* [INPUT RECORDS]

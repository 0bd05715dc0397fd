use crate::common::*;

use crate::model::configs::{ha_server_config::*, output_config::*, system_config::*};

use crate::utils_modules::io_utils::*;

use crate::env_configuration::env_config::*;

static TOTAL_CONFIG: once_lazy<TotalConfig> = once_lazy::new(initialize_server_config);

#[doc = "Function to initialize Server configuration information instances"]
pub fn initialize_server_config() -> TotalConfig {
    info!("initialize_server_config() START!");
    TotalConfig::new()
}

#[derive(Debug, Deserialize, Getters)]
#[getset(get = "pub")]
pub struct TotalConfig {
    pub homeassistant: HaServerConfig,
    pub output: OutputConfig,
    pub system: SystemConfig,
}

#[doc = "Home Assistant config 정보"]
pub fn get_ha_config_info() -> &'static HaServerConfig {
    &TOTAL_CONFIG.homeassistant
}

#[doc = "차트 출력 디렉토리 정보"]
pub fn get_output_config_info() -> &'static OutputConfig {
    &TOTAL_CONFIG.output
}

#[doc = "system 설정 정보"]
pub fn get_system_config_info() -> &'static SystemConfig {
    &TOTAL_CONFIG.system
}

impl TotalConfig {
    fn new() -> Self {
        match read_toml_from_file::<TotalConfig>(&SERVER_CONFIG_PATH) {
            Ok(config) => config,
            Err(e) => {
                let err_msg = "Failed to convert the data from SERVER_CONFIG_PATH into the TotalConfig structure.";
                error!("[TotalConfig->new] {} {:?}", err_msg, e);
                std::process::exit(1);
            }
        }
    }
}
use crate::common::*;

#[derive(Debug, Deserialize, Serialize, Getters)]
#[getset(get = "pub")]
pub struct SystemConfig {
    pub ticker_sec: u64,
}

* [THE PROBLEM]
Filter the entries down to the lines that include the string "TotalConfig".

* [YOUR RESPONSE]
static TOTAL_CONFIG: once_lazy<TotalConfig> = once_lazy::new(initialize_server_config);
pub fn initialize_server_config() -> TotalConfig {
    TotalConfig::new()
pub struct TotalConfig {
impl TotalConfig {
        match read_toml_from_file::<TotalConfig>(&SERVER_CONFIG_PATH) {
                let err_msg = "Failed to convert the data from SERVER_CONFIG_PATH into the TotalConfig structure.";
                error!("[TotalConfig->new] {} {:?}", err_msg, e);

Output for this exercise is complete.